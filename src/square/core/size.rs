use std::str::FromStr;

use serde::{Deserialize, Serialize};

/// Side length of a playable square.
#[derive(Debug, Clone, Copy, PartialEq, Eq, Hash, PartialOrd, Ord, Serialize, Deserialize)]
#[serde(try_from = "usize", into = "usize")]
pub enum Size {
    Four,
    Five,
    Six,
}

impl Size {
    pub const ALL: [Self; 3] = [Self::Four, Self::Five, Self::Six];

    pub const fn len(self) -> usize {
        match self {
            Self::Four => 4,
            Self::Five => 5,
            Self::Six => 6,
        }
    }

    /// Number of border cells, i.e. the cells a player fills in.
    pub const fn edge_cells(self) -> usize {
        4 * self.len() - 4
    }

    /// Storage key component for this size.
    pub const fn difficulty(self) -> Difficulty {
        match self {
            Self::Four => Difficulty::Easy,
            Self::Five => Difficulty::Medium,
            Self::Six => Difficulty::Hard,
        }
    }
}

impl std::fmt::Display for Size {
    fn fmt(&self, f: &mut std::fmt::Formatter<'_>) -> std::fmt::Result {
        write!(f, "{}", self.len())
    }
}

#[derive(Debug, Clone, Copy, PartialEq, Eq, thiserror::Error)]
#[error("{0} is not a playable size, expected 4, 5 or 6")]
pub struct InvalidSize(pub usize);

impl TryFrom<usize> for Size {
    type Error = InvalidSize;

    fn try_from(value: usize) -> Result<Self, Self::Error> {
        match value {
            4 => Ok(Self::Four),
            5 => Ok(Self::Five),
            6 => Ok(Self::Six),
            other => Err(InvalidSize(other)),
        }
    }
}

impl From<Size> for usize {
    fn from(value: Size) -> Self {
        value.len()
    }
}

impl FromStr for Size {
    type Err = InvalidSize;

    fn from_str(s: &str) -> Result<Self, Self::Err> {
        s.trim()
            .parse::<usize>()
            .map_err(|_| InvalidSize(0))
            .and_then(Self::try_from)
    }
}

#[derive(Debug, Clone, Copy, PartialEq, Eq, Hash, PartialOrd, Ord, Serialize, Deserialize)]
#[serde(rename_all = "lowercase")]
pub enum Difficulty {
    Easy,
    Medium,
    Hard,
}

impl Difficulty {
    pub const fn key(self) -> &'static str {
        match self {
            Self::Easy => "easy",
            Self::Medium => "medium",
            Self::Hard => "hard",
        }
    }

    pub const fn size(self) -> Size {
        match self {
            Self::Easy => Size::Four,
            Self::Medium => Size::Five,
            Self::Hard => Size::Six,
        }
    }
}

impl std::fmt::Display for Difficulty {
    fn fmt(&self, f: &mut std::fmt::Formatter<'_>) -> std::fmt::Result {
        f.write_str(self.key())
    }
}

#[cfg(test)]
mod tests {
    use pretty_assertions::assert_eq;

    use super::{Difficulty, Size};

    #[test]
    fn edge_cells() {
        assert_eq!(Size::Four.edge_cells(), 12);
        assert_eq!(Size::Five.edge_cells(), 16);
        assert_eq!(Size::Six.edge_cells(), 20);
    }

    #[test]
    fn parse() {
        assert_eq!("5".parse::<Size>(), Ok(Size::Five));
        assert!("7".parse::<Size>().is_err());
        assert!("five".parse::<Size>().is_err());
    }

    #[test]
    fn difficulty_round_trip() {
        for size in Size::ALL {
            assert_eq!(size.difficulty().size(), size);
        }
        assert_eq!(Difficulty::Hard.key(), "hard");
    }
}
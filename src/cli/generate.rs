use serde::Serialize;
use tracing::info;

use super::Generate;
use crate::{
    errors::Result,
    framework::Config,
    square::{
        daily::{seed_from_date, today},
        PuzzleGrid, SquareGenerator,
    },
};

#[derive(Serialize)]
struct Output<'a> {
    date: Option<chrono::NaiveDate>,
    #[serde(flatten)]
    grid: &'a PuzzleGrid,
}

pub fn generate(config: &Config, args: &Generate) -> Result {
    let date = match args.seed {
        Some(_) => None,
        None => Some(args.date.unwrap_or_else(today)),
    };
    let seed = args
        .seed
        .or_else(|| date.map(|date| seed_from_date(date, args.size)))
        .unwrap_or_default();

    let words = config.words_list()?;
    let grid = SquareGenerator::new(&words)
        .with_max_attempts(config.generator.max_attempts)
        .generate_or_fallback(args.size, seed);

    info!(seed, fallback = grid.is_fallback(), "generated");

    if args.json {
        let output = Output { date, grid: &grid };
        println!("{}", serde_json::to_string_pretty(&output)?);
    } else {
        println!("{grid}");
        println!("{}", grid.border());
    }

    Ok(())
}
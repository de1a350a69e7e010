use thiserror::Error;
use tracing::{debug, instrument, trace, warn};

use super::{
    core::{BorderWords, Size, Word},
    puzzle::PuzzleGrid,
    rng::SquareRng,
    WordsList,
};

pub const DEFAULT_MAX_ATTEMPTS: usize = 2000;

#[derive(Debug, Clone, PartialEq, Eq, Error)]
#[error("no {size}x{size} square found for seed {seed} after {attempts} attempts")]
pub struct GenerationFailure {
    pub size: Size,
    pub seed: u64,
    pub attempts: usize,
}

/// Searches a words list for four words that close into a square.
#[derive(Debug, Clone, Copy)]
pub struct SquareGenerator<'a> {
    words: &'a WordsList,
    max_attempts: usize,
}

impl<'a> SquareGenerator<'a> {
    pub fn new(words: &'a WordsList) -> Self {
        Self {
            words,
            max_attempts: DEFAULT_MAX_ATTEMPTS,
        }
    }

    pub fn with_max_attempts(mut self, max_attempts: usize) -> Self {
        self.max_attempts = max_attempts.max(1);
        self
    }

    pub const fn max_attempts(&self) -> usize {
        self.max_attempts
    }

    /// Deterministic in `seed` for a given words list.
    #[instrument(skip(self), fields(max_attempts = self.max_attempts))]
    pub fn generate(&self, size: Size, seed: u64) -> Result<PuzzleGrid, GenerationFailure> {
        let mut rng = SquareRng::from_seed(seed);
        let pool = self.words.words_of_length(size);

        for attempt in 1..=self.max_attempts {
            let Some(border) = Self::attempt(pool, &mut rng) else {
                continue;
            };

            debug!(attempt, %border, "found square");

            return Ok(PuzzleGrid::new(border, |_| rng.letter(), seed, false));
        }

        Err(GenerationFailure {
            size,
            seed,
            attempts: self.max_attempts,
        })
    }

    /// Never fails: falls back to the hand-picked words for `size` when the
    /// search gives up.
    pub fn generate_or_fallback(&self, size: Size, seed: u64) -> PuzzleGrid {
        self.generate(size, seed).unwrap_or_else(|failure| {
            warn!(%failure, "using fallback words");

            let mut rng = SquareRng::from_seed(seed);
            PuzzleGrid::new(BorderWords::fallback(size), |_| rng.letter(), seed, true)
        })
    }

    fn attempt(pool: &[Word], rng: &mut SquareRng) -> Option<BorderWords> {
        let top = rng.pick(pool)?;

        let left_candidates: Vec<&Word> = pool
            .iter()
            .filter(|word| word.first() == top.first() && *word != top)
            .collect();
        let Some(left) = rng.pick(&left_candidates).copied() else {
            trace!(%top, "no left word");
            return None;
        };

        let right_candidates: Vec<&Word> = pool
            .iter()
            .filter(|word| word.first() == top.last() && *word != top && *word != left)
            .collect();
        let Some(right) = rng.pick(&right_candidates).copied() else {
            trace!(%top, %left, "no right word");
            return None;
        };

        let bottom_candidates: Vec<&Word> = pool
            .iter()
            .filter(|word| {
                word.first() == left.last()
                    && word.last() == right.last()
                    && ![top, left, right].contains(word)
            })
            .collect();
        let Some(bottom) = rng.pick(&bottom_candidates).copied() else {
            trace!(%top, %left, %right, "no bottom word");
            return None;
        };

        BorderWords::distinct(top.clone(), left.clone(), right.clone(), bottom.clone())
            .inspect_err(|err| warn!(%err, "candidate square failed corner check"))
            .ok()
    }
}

• **Your task**: Pull every line containing the word "InvalidSize" out of the material.

• **Exercise output**:
pub struct InvalidSize(pub usize);
    type Error = InvalidSize;
            other => Err(InvalidSize(other)),
    type Err = InvalidSize;
            .map_err(|_| InvalidSize(0))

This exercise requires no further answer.